# Markov Model Exercise

A markov model is a way to represent a changing set of health states over time, where there is a known probability or rate of transition from one health state to another. An excellent discussion of these models can be found in Sonnenberg and Beck's 1993 article "Markov Models in Medical Decision Making: A practical guide" (in Medical Decision Making, 13:322-338).

For this exercise, consider a hypothetical Markov model for a group of patients with controlled diabetes.

## Building the model

To build a markov model, we must specify a set of states, probabilities that a patient will move from one state to another, and the utilities of living in each state.

### States

For simplicity, we will assume three states:
1. Controlled diabetes
2. End-stage renal disease (ESRD)
3. Death

### Transition probabilities

Let's imagine that, each year, patients with controlled diabetes have an 85% chance of staying in that state, a 10% chance of moving to the ESRD state, and a 5% chance of dying. This is obviously a simplification, and it's possible to build Markov models that allow (for example) a chance of death that increases over time (background mortality).

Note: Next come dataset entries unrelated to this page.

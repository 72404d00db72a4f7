//! Observation of deployment progress through the control plane.
//!
//! An [`InstallationProcessInspector`] polls the control plane through a
//! [`ConditionLatch`] until the scenario described by its
//! [`InspectionKind`] has ended. Every poll also reports newly running
//! instances and replays deployment events recorded since the previous poll.

use std::collections::BTreeMap;
use std::sync::Arc;
use std::time::Duration;

use parking_lot::Mutex;
use thiserror::Error;
use tokio::time::Instant;
use tracing::{debug, info};

use crate::control_plane::{ControlPlane, ControlPlaneError, DeploymentState};
use crate::latch::{ConditionLatch, LatchError, Probe};

/// Interval between inspector polls.
pub const DEFAULT_POLL_INTERVAL: Duration = Duration::from_millis(500);

/// Errors raised while waiting on a deployment.
#[derive(Clone, Debug, Error, Eq, PartialEq)]
pub enum InspectorError {
    /// Raised when the control plane reports a failed deployment.
    #[error("deployment of service {service} in application {application} failed")]
    DeploymentFailed {
        /// Application owning the service.
        application: String,
        /// Service whose lifecycle failed.
        service: String,
    },
    /// Raised when the deadline elapses first.
    #[error("{message}")]
    TimedOut {
        /// Scenario-specific timeout message.
        message: String,
    },
    /// Raised when a control plane call fails with anything but not-found.
    #[error(transparent)]
    ControlPlane(#[from] ControlPlaneError),
}

/// Scenario an inspector waits on, and the condition that ends it.
#[derive(Clone, Debug, Eq, PartialEq)]
pub enum InspectionKind {
    /// Installation of `services` in `application`. Ends when every service
    /// is started.
    Install {
        /// Application being installed.
        application: String,
        /// Services expected to start.
        services: Vec<String>,
    },
    /// Removal of a deployment. Ends when the deployment has no services.
    Uninstall {
        /// Deployment being removed.
        deployment_id: String,
    },
    /// Growth of a service to `planned` instances.
    ScaleUp {
        /// Application owning the service.
        application: String,
        /// Scaled service.
        service: String,
        /// Target instance count.
        planned: u32,
    },
    /// Shrinkage of a service to `planned` instances.
    ScaleDown {
        /// Application owning the service.
        application: String,
        /// Scaled service.
        service: String,
        /// Target instance count.
        planned: u32,
    },
}

impl InspectionKind {
    /// Message reported when the scenario times out.
    #[must_use]
    pub const fn timeout_message(&self) -> &'static str {
        match self {
            Self::Install { .. } => {
                "Service installation timed out. Configure the timeout using the -timeout flag."
            }
            Self::Uninstall { .. } => {
                "Application uninstall timed out. Configure the timeout using the -timeout flag."
            }
            Self::ScaleUp { .. } => {
                "Service scale up timed out. Configure the timeout using the -timeout flag."
            }
            Self::ScaleDown { .. } => {
                "Service scale down timed out. Configure the timeout using the -timeout flag."
            }
        }
    }

    fn tracked_services(&self) -> Vec<(String, String, Option<u32>)> {
        match self {
            Self::Install {
                application,
                services,
            } => services
                .iter()
                .map(|service| (application.clone(), service.clone(), None))
                .collect(),
            Self::Uninstall { .. } => Vec::new(),
            Self::ScaleUp {
                application,
                service,
                planned,
            }
            | Self::ScaleDown {
                application,
                service,
                planned,
            } => vec![(application.clone(), service.clone(), Some(*planned))],
        }
    }
}

#[derive(Debug, Default)]
struct InspectorState {
    planned: BTreeMap<String, u32>,
    current: BTreeMap<String, u32>,
    last_event_index: i64,
    deployment_id: Option<String>,
}

/// Polls the control plane until a deployment scenario has ended.
pub struct InstallationProcessInspector<P: ControlPlane + ?Sized> {
    control_plane: Arc<P>,
    kind: InspectionKind,
    poll_interval: Duration,
    verbose: bool,
    state: Mutex<InspectorState>,
}

impl<P: ControlPlane + ?Sized> InstallationProcessInspector<P> {
    /// Creates an inspector for `kind`.
    #[must_use]
    pub fn new(control_plane: Arc<P>, kind: InspectionKind) -> Self {
        let mut state = InspectorState {
            last_event_index: -1,
            ..InspectorState::default()
        };
        for (_, service, planned) in kind.tracked_services() {
            if let Some(count) = planned {
                state.planned.insert(service, count);
            }
        }
        if let InspectionKind::Uninstall { deployment_id } = &kind {
            state.deployment_id = Some(deployment_id.clone());
        }

        Self {
            control_plane,
            kind,
            poll_interval: DEFAULT_POLL_INTERVAL,
            verbose: false,
            state: Mutex::new(state),
        }
    }

    /// Overrides the interval between polls.
    #[must_use]
    pub const fn with_poll_interval(mut self, interval: Duration) -> Self {
        self.poll_interval = interval;
        self
    }

    /// Logs pending polls at info level.
    #[must_use]
    pub const fn verbose(mut self, verbose: bool) -> Self {
        self.verbose = verbose;
        self
    }

    /// Scenario this inspector waits on.
    #[must_use]
    pub const fn kind(&self) -> &InspectionKind {
        &self.kind
    }

    /// Index of the last deployment event reported, or `-1`.
    #[must_use]
    pub fn last_event_index(&self) -> i64 {
        self.state.lock().last_event_index
    }

    /// Number of running instances of a service. A service the control
    /// plane does not know has none.
    ///
    /// # Errors
    ///
    /// Propagates control plane failures other than not-found.
    pub async fn number_of_running_instances(
        &self,
        application: &str,
        service: &str,
    ) -> Result<u32, ControlPlaneError> {
        match self
            .control_plane
            .service_description(application, service)
            .await
        {
            Ok(description) => Ok(description.instance_count),
            Err(err) if err.is_not_found() => Ok(0),
            Err(err) => Err(err),
        }
    }

    /// Polls until the scenario ends or `deadline` passes.
    ///
    /// # Errors
    ///
    /// Returns [`InspectorError::DeploymentFailed`] as soon as a failed
    /// lifecycle is observed, [`InspectorError::ControlPlane`] as soon as a
    /// control plane call fails with anything but not-found, and
    /// [`InspectorError::TimedOut`] with the scenario's message when the
    /// deadline elapses.
    pub async fn wait_for_completion(&self, deadline: Instant) -> Result<(), InspectorError> {
        let latch = ConditionLatch::new(deadline.saturating_duration_since(Instant::now()))
            .with_poll_interval(self.poll_interval)
            .with_timeout_message(self.kind.timeout_message())
            .verbose(self.verbose);

        latch
            .wait_until(deadline, || self.poll())
            .await
            .map_err(|err| match err {
                LatchError::TimedOut { message } => InspectorError::TimedOut { message },
                LatchError::Aborted(inner) => inner,
            })
    }

    async fn poll(&self) -> Result<bool, Probe<InspectorError>> {
        self.report_new_instances().await.map_err(fatal)?;
        let ended = self.lifecycle_ended().await;
        let reported = self.report_events().await;
        match (ended, reported) {
            (Err(probe), _) => Err(probe),
            (Ok(_), Err(err)) => Err(fatal(err)),
            (Ok(true), Ok(())) => Ok(true),
            (Ok(false), Ok(())) => {
                Err(Probe::NotReady(String::from("deployment still in progress")))
            }
        }
    }

    async fn report_new_instances(&self) -> Result<(), ControlPlaneError> {
        for (application, service, _) in self.kind.tracked_services() {
            let count = self
                .number_of_running_instances(&application, &service)
                .await?;

            let mut state = self.state.lock();
            let previous = state.current.get(&service).copied().unwrap_or(0);
            if count > previous {
                let planned = state.planned.get(&service).copied().unwrap_or(count);
                info!(
                    %service,
                    running = count,
                    planned,
                    "successfully installed instances"
                );
            }
            state.current.insert(service, count);
        }
        Ok(())
    }

    async fn lifecycle_ended(&self) -> Result<bool, Probe<InspectorError>> {
        match &self.kind {
            InspectionKind::Install {
                application,
                services,
            } => {
                let mut ended = true;
                for service in services {
                    let description = match self
                        .control_plane
                        .service_description(application, service)
                        .await
                    {
                        Ok(description) => description,
                        Err(err) if err.is_not_found() => {
                            ended = false;
                            continue;
                        }
                        Err(err) => return Err(fatal(err)),
                    };
                    self.remember(service, &description.deployment_id, description.planned_instances);
                    match description.service_state {
                        DeploymentState::Failed => {
                            return Err(Probe::Fatal(InspectorError::DeploymentFailed {
                                application: application.clone(),
                                service: service.clone(),
                            }));
                        }
                        DeploymentState::Started => {}
                        _ => ended = false,
                    }
                }
                Ok(ended)
            }
            InspectionKind::Uninstall { deployment_id } => {
                match self.control_plane.service_descriptions(deployment_id).await {
                    Ok(remaining) => Ok(remaining.is_empty()),
                    Err(err) if err.is_not_found() => Ok(true),
                    Err(err) => Err(fatal(err)),
                }
            }
            InspectionKind::ScaleUp {
                application,
                service,
                planned,
            } => match self
                .control_plane
                .service_description(application, service)
                .await
            {
                Ok(description) => {
                    self.remember(service, &description.deployment_id, *planned);
                    Ok(description.instance_count == *planned
                        && description.service_state == DeploymentState::Started)
                }
                Err(err) if err.is_not_found() => Ok(false),
                Err(err) => Err(fatal(err)),
            },
            InspectionKind::ScaleDown {
                application,
                service,
                planned,
            } => match self
                .control_plane
                .service_description(application, service)
                .await
            {
                Ok(description) => {
                    self.remember(service, &description.deployment_id, *planned);
                    Ok(description.instance_count == *planned)
                }
                Err(err) if err.is_not_found() => Ok(*planned == 0),
                Err(err) => Err(fatal(err)),
            },
        }
    }

    fn remember(&self, service: &str, deployment_id: &str, planned: u32) {
        let mut state = self.state.lock();
        state.planned.entry(service.to_owned()).or_insert(planned);
        if state.deployment_id.is_none() && !deployment_id.is_empty() {
            state.deployment_id = Some(deployment_id.to_owned());
        }
    }

    async fn report_events(&self) -> Result<(), ControlPlaneError> {
        let (deployment_id, from) = {
            let state = self.state.lock();
            let Some(id) = state.deployment_id.clone() else {
                return Ok(());
            };
            (id, state.last_event_index.saturating_add(1))
        };

        let events = match self
            .control_plane
            .deployment_events(&deployment_id, from)
            .await
        {
            Ok(events) => events,
            Err(err) if err.is_not_found() => {
                debug!(%deployment_id, "deployment has no event log");
                return Ok(());
            }
            Err(err) => return Err(err),
        };

        for event in &events {
            info!(%deployment_id, "{}", event.description);
        }
        if let Some(last) = events.last() {
            let mut state = self.state.lock();
            state.last_event_index = state.last_event_index.max(last.index);
        }
        Ok(())
    }
}

fn fatal(err: ControlPlaneError) -> Probe<InspectorError> {
    Probe::Fatal(InspectorError::ControlPlane(err))
}

#[cfg(test)]
mod tests;
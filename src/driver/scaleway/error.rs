//! Error types for the Scaleway connector.

use scaleway_rs::ScalewayError;
use thiserror::Error;

use crate::config::ConfigError;
use crate::driver::DriverError;
use crate::driver::compute::ComputeError;

/// Errors raised by the Scaleway connector.
#[derive(Clone, Debug, Error, Eq, PartialEq)]
pub enum ScalewayBackendError {
    /// Raised when the credentials are incomplete.
    #[error("configuration error: {0}")]
    Config(String),
    /// Raised when the requested image label cannot be resolved.
    #[error("image '{label}' (arch {arch}) not found in zone {zone}")]
    ImageNotFound {
        /// Image label from the compute template.
        label: String,
        /// Architecture from the credentials.
        arch: String,
        /// Zone used for the lookup.
        zone: String,
    },
    /// Raised when the server type is not offered in the selected zone.
    #[error("instance type '{instance_type}' not available in zone {zone}")]
    InstanceTypeUnavailable {
        /// Requested commercial type.
        instance_type: String,
        /// Target zone.
        zone: String,
    },
    /// Raised when a freshly created server cannot be powered on.
    #[error("instance {instance_id} in state {state} cannot be powered on")]
    PowerOnNotAllowed {
        /// Provider instance identifier.
        instance_id: String,
        /// Current state reported by the provider.
        state: String,
    },
    /// Raised when a server id is unknown in every tracked zone.
    #[error("instance {instance_id} not found")]
    NotFound {
        /// Provider instance identifier.
        instance_id: String,
    },
    /// Wrapper for provider level failures.
    #[error("provider error: {message}")]
    Provider {
        /// Message returned by the API or the HTTP client.
        message: String,
    },
}

impl From<ScalewayError> for ScalewayBackendError {
    fn from(value: ScalewayError) -> Self {
        Self::Provider {
            message: value.to_string(),
        }
    }
}

impl From<reqwest::Error> for ScalewayBackendError {
    fn from(value: reqwest::Error) -> Self {
        Self::Provider {
            message: value.to_string(),
        }
    }
}

impl From<ConfigError> for ScalewayBackendError {
    fn from(value: ConfigError) -> Self {
        Self::Config(value.to_string())
    }
}

impl From<ScalewayBackendError> for ComputeError {
    fn from(value: ScalewayBackendError) -> Self {
        match value {
            ScalewayBackendError::NotFound { instance_id } => Self::NotFound { id: instance_id },
            ScalewayBackendError::Provider { message } => Self::Provider { message },
            other => Self::Provider {
                message: other.to_string(),
            },
        }
    }
}

impl From<ScalewayBackendError> for DriverError {
    fn from(value: ScalewayBackendError) -> Self {
        match value {
            ScalewayBackendError::Config(message) => Self::Config(message),
            other => Self::Compute(other.into()),
        }
    }
}
//! Per-template pools built from the cluster descriptor.

use std::collections::BTreeMap;
use std::sync::Arc;

use crate::descriptor::ClusterDescriptor;

use super::{ByonError, ByonNode, ByonPool, parse_nodes};

/// Owns one [`ByonPool`] per template that lists nodes.
#[derive(Debug, Default)]
pub struct ByonDeployer {
    pools: BTreeMap<String, Arc<ByonPool>>,
}

impl ByonDeployer {
    /// Expands the node records of every template in `descriptor`.
    ///
    /// Templates without nodes get no pool.
    ///
    /// # Errors
    ///
    /// Returns the parser error of the first malformed record, a
    /// [`ByonError::DuplicateNode`] for repeats inside one template, and a
    /// [`ByonError::DuplicateHost`] when two templates list the same host.
    pub fn from_descriptor(descriptor: &ClusterDescriptor) -> Result<Self, ByonError> {
        let mut deployer = Self::default();
        for (name, template) in &descriptor.templates {
            if template.nodes.is_empty() {
                continue;
            }
            deployer.add_pool(name, parse_nodes(&template.nodes)?)?;
        }
        Ok(deployer)
    }

    /// Adds a pool for `template`.
    ///
    /// # Errors
    ///
    /// Returns [`ByonError::DuplicateHost`] when a host already belongs to
    /// another template, or the pool construction error.
    pub fn add_pool(&mut self, template: &str, nodes: Vec<ByonNode>) -> Result<(), ByonError> {
        for node in &nodes {
            if let Some(owner) = self.template_of_host(&node.host) {
                return Err(ByonError::DuplicateHost {
                    host: node.host.clone(),
                    first: owner.to_owned(),
                    second: template.to_owned(),
                });
            }
        }
        let pool = ByonPool::new(template, nodes)?;
        self.pools.insert(template.to_owned(), Arc::new(pool));
        Ok(())
    }

    /// Pool serving `template`.
    ///
    /// # Errors
    ///
    /// Returns [`ByonError::UnknownTemplate`] when the template lists no
    /// nodes.
    pub fn pool(&self, template: &str) -> Result<Arc<ByonPool>, ByonError> {
        self.pools
            .get(template)
            .cloned()
            .ok_or_else(|| ByonError::UnknownTemplate {
                name: template.to_owned(),
            })
    }

    /// Templates with a pool, in name order.
    #[must_use]
    pub fn templates(&self) -> Vec<String> {
        self.pools.keys().cloned().collect()
    }

    /// Finds the node with host `ip` in any pool.
    #[must_use]
    pub fn node_by_ip(&self, ip: &str) -> Option<(String, ByonNode)> {
        self.pools.iter().find_map(|(template, pool)| {
            pool.node_by_ip(ip).map(|node| (template.clone(), node))
        })
    }

    fn template_of_host(&self, host: &str) -> Option<&str> {
        self.pools
            .iter()
            .find(|(_, pool)| pool.node_by_ip(host).is_some())
            .map(|(template, _)| template.as_str())
    }
}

Let's further imagine that, each year, patients with ESRD have a 70% chance of continuing in the ESRD state and a 30% chance of dying.

Patients who have died have a 100% chance of staying dead. Death is thus an "absorbing state" -- a state which, once entered, can not be left.

### Utilities

Imagine that the utility for living with controlled diabetes is 0.95, the utility for ESRD is 0.30, and the utility of death is, by definition, 0.

1. Imagine that we begin with 10,000 patients with controlled diabetes. In one year, how many patients will still have controlled diabetes? How many will have ESRD? How many will have died?
2. How much utility per patient will have been experienced during that year? Remember that each diabetes patient experiences a utility of 0.95 for the year, each ESRD patient experiences a utility of 0.30 for the year, and dead people experience no utility.
3. In 10 years, how many patients do you estimate will be in each state?
4. Future health is often considered to be less valuable than immediate health. This is handled in some models by discounting future utility by some constant rate. For example, if we use a 3% discount rate, the utility of being in any particular state for a year is worth only 97% next year of what it was worth this year, and 94% (= 97% * 97%) in the second year of what it was worth this year. Imagine that after 20 years, without discounting, our patients have experienced an average of 6.3 utility units per patient during those 10 years. How much would you guess they would have experienced if we were discounting the utilities by 3% per year?
5. How many years will it take before all of the patients are dead?

## Running the model

Now go back and try to answer those questions using an actual simulation of this Markov model with 10,000 patients, which you'll find at this link.

You can use the "Next Cycle" button to step year-by-year through the simulation and see how the patients move from state to state and watch the total experienced utility increase. You can use the "Run to End" button to run the complete simulation until the cycle at which all of the patients would be dead. If you check the "discount utilities" checkbox, the simulation will use a 3% utility discount rate.

Compare your estimates above with what you can learn from running the model. How close were you? What did you find surprising?

Note: If you computed an answer to question 2 above, your answer may not match the model's answer, because the model performs the "half-cycle correction". See the Sonnenberg and Beck article for more detail.